RECORDS PROVIDED section start

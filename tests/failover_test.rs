//! Lease failover and cursor-recovery scenarios across multiple
//! instances sharing one store.

mod common;

use asset_indexer::config::NATIVE_COIN_CONTRACT;
use asset_indexer::{
    AssetIndexer, IndexerConfig, IndexerContext, LeaseKeeper, StorageBackend, TxEventRow,
    HEARTBEAT_MODULE,
};
use common::{MockChain, MockStorage};
use std::sync::Arc;
use tokio::time::{sleep, Duration};

fn test_config() -> IndexerConfig {
    IndexerConfig {
        contracts: vec![NATIVE_COIN_CONTRACT.to_string()],
        ..IndexerConfig::default()
    }
}

fn tx_row(tx_hash: &str, height: u32) -> TxEventRow {
    TxEventRow {
        tx_hash: tx_hash.to_string(),
        height,
        state: 1,
        gas_consumed: 0,
        notify: "[]".to_string(),
    }
}

async fn wait_until(mut condition: impl FnMut() -> bool) {
    for _ in 0..20_000 {
        if condition() {
            return;
        }
        sleep(Duration::from_millis(10)).await;
    }
    panic!("condition not reached in time");
}

#[tokio::test]
async fn test_failover_promotes_follower_and_demotes_stale_leader() {
    let config = Arc::new(test_config());
    let storage = Arc::new(MockStorage::new());
    let backend: Arc<dyn StorageBackend> = storage.clone();

    let ctx1 = Arc::new(IndexerContext::new(config.clone(), 11));
    let ctx2 = Arc::new(IndexerContext::new(config.clone(), 22));
    let lease1 = LeaseKeeper::new(ctx1.clone(), backend.clone());
    let lease2 = LeaseKeeper::new(ctx2.clone(), backend.clone());

    // First instance claims the empty lease; the second stays a follower.
    lease1.init().await.unwrap();
    assert!(ctx1.is_leader());
    lease2.init().await.unwrap();
    assert!(!ctx2.is_leader());

    // While the leader heartbeats, follower ticks change nothing.
    lease2.tick().await.unwrap();
    assert!(!ctx2.is_leader());

    // The leader hangs past the lease timeout; the follower's next tick
    // observes the stale row and takes the lease over.
    storage.age_heartbeat(HEARTBEAT_MODULE, 31);
    lease2.tick().await.unwrap();
    assert!(ctx2.is_leader());

    // The old leader revives: its refresh is refused, it adopts the new
    // leaseholder and demotes without writing.
    lease1.tick().await.unwrap();
    assert!(!ctx1.is_leader());
    assert_eq!(ctx1.leader_id(), 22);

    let row = backend.heartbeat(HEARTBEAT_MODULE).await.unwrap().unwrap();
    assert_eq!(row.node_id, 22);
}

#[tokio::test]
async fn test_racing_claims_have_single_winner() {
    let config = Arc::new(test_config());
    let storage = Arc::new(MockStorage::new());
    let backend: Arc<dyn StorageBackend> = storage.clone();

    let ctx1 = Arc::new(IndexerContext::new(config.clone(), 11));
    let ctx2 = Arc::new(IndexerContext::new(config.clone(), 22));
    let ctx3 = Arc::new(IndexerContext::new(config.clone(), 33));
    let lease1 = LeaseKeeper::new(ctx1.clone(), backend.clone());
    let lease2 = LeaseKeeper::new(ctx2.clone(), backend.clone());
    let lease3 = LeaseKeeper::new(ctx3.clone(), backend.clone());

    lease1.init().await.unwrap();
    lease2.init().await.unwrap();
    lease3.init().await.unwrap();
    storage.age_heartbeat(HEARTBEAT_MODULE, 31);

    // Both followers observe the timeout; the compare-and-swap lets only
    // the first claim through, the second sees a fresh row again.
    lease2.tick().await.unwrap();
    lease3.tick().await.unwrap();

    assert!(ctx2.is_leader());
    assert!(!ctx3.is_leader());
    let row = backend.heartbeat(HEARTBEAT_MODULE).await.unwrap().unwrap();
    assert_eq!(row.node_id, 22);
}

#[tokio::test(start_paused = true)]
async fn test_leader_restart_resumes_below_applied_height() {
    let config = Arc::new(test_config());
    let storage = Arc::new(MockStorage::new());
    let backend: Arc<dyn StorageBackend> = storage.clone();
    let chain = Arc::new(MockChain::new());
    chain.set_tip(9);

    // State left behind by a previous run that crashed as leader.
    backend
        .apply_batch(&[tx_row("AA", 5), tx_row("BB", 9)], &[])
        .await
        .unwrap();

    let ctx = Arc::new(IndexerContext::new(config, 11));
    let indexer = AssetIndexer::new(
        ctx.clone(),
        backend.clone(),
        chain.clone(),
    );
    indexer.start().await.unwrap();

    // Fresh start claims the lease and rewinds one block below the
    // applied height, re-delivering the possibly partial tip.
    assert!(ctx.is_leader());
    assert_eq!(ctx.cursor(), 8);

    let ctx_poll = ctx.clone();
    wait_until(move || ctx_poll.cursor() == 9).await;
    indexer.shutdown();
}

#[tokio::test(start_paused = true)]
async fn test_follower_shadows_cursor_from_store() {
    let config = Arc::new(test_config());
    let storage = Arc::new(MockStorage::new());
    let backend: Arc<dyn StorageBackend> = storage.clone();
    let chain = Arc::new(MockChain::new());

    // The lease already belongs to a live node 99.
    let leader_ctx = Arc::new(IndexerContext::new(config.clone(), 99));
    LeaseKeeper::new(leader_ctx, backend.clone())
        .init()
        .await
        .unwrap();

    let ctx = Arc::new(IndexerContext::new(config, 11));
    let indexer = AssetIndexer::new(
        ctx.clone(),
        backend.clone(),
        chain.clone(),
    );
    indexer.start().await.unwrap();
    assert!(!ctx.is_leader());
    assert_eq!(ctx.cursor(), 0);

    // The leader applies new blocks; the follower's periodic refresh
    // shadows the store so a later promotion resumes near the tip.
    backend.apply_batch(&[tx_row("CC", 20)], &[]).await.unwrap();
    let ctx_poll = ctx.clone();
    wait_until(move || ctx_poll.cursor() == 19).await;
    indexer.shutdown();
}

RECORDS PROVIDED section end

◆ ASSIGNED TASK: Output the records exactly, so that each line matches what was given.

◆ RESPONSE AREA:
filename tests/failover_test.rs
//! Lease failover and cursor-recovery scenarios across multiple
//! instances sharing one store.

mod common;

use asset_indexer::config::NATIVE_COIN_CONTRACT;
use asset_indexer::{
    AssetIndexer, IndexerConfig, IndexerContext, LeaseKeeper, StorageBackend, TxEventRow,
    HEARTBEAT_MODULE,
};
use common::{MockChain, MockStorage};
use std::sync::Arc;
use tokio::time::{sleep, Duration};

fn test_config() -> IndexerConfig {
    IndexerConfig {
        contracts: vec![NATIVE_COIN_CONTRACT.to_string()],
        ..IndexerConfig::default()
    }
}

fn tx_row(tx_hash: &str, height: u32) -> TxEventRow {
    TxEventRow {
        tx_hash: tx_hash.to_string(),
        height,
        state: 1,
        gas_consumed: 0,
        notify: "[]".to_string(),
    }
}

async fn wait_until(mut condition: impl FnMut() -> bool) {
    for _ in 0..20_000 {
        if condition() {
            return;
        }
        sleep(Duration::from_millis(10)).await;
    }
    panic!("condition not reached in time");
}

#[tokio::test]
async fn test_failover_promotes_follower_and_demotes_stale_leader() {
    let config = Arc::new(test_config());
    let storage = Arc::new(MockStorage::new());
    let backend: Arc<dyn StorageBackend> = storage.clone();

    let ctx1 = Arc::new(IndexerContext::new(config.clone(), 11));
    let ctx2 = Arc::new(IndexerContext::new(config.clone(), 22));
    let lease1 = LeaseKeeper::new(ctx1.clone(), backend.clone());
    let lease2 = LeaseKeeper::new(ctx2.clone(), backend.clone());

    // First instance claims the empty lease; the second stays a follower.
    lease1.init().await.unwrap();
    assert!(ctx1.is_leader());
    lease2.init().await.unwrap();
    assert!(!ctx2.is_leader());

    // While the leader heartbeats, follower ticks change nothing.
    lease2.tick().await.unwrap();
    assert!(!ctx2.is_leader());

    // The leader hangs past the lease timeout; the follower's next tick
    // observes the stale row and takes the lease over.
    storage.age_heartbeat(HEARTBEAT_MODULE, 31);
    lease2.tick().await.unwrap();
    assert!(ctx2.is_leader());

    // The old leader revives: its refresh is refused, it adopts the new
    // leaseholder and demotes without writing.
    lease1.tick().await.unwrap();
    assert!(!ctx1.is_leader());
    assert_eq!(ctx1.leader_id(), 22);

    let row = backend.heartbeat(HEARTBEAT_MODULE).await.unwrap().unwrap();
    assert_eq!(row.node_id, 22);
}

#[tokio::test]
async fn test_racing_claims_have_single_winner() {
    let config = Arc::new(test_config());
    let storage = Arc::new(MockStorage::new());
    let backend: Arc<dyn StorageBackend> = storage.clone();

    let ctx1 = Arc::new(IndexerContext::new(config.clone(), 11));
    let ctx2 = Arc::new(IndexerContext::new(config.clone(), 22));
    let ctx3 = Arc::new(IndexerContext::new(config.clone(), 33));
    let lease1 = LeaseKeeper::new(ctx1.clone(), backend.clone());
    let lease2 = LeaseKeeper::new(ctx2.clone(), backend.clone());
    let lease3 = LeaseKeeper::new(ctx3.clone(), backend.clone());

    lease1.init().await.unwrap();
    lease2.init().await.unwrap();
    lease3.init().await.unwrap();
    storage.age_heartbeat(HEARTBEAT_MODULE, 31);

    // Both followers observe the timeout; the compare-and-swap lets only
    // the first claim through, the second sees a fresh row again.
    lease2.tick().await.unwrap();
    lease3.tick().await.unwrap();

    assert!(ctx2.is_leader());
    assert!(!ctx3.is_leader());
    let row = backend.heartbeat(HEARTBEAT_MODULE).await.unwrap().unwrap();
    assert_eq!(row.node_id, 22);
}

#[tokio::test(start_paused = true)]
async fn test_leader_restart_resumes_below_applied_height() {
    let config = Arc::new(test_config());
    let storage = Arc::new(MockStorage::new());
    let backend: Arc<dyn StorageBackend> = storage.clone();
    let chain = Arc::new(MockChain::new());
    chain.set_tip(9);

    // State left behind by a previous run that crashed as leader.
    backend
        .apply_batch(&[tx_row("AA", 5), tx_row("BB", 9)], &[])
        .await
        .unwrap();

    let ctx = Arc::new(IndexerContext::new(config, 11));
    let indexer = AssetIndexer::new(
        ctx.clone(),
        backend.clone(),
        chain.clone(),
    );
    indexer.start().await.unwrap();

    // Fresh start claims the lease and rewinds one block below the
    // applied height, re-delivering the possibly partial tip.
    assert!(ctx.is_leader());
    assert_eq!(ctx.cursor(), 8);

    let ctx_poll = ctx.clone();
    wait_until(move || ctx_poll.cursor() == 9).await;
    indexer.shutdown();
}

#[tokio::test(start_paused = true)]
async fn test_follower_shadows_cursor_from_store() {
    let config = Arc::new(test_config());
    let storage = Arc::new(MockStorage::new());
    let backend: Arc<dyn StorageBackend> = storage.clone();
    let chain = Arc::new(MockChain::new());

    // The lease already belongs to a live node 99.
    let leader_ctx = Arc::new(IndexerContext::new(config.clone(), 99));
    LeaseKeeper::new(leader_ctx, backend.clone())
        .init()
        .await
        .unwrap();

    let ctx = Arc::new(IndexerContext::new(config, 11));
    let indexer = AssetIndexer::new(
        ctx.clone(),
        backend.clone(),
        chain.clone(),
    );
    indexer.start().await.unwrap();
    assert!(!ctx.is_leader());
    assert_eq!(ctx.cursor(), 0);

    // The leader applies new blocks; the follower's periodic refresh
    // shadows the store so a later promotion resumes near the tip.
    backend.apply_batch(&[tx_row("CC", 20)], &[]).await.unwrap();
    let ctx_poll = ctx.clone();
    wait_until(move || ctx_poll.cursor() == 19).await;
    indexer.shutdown();
}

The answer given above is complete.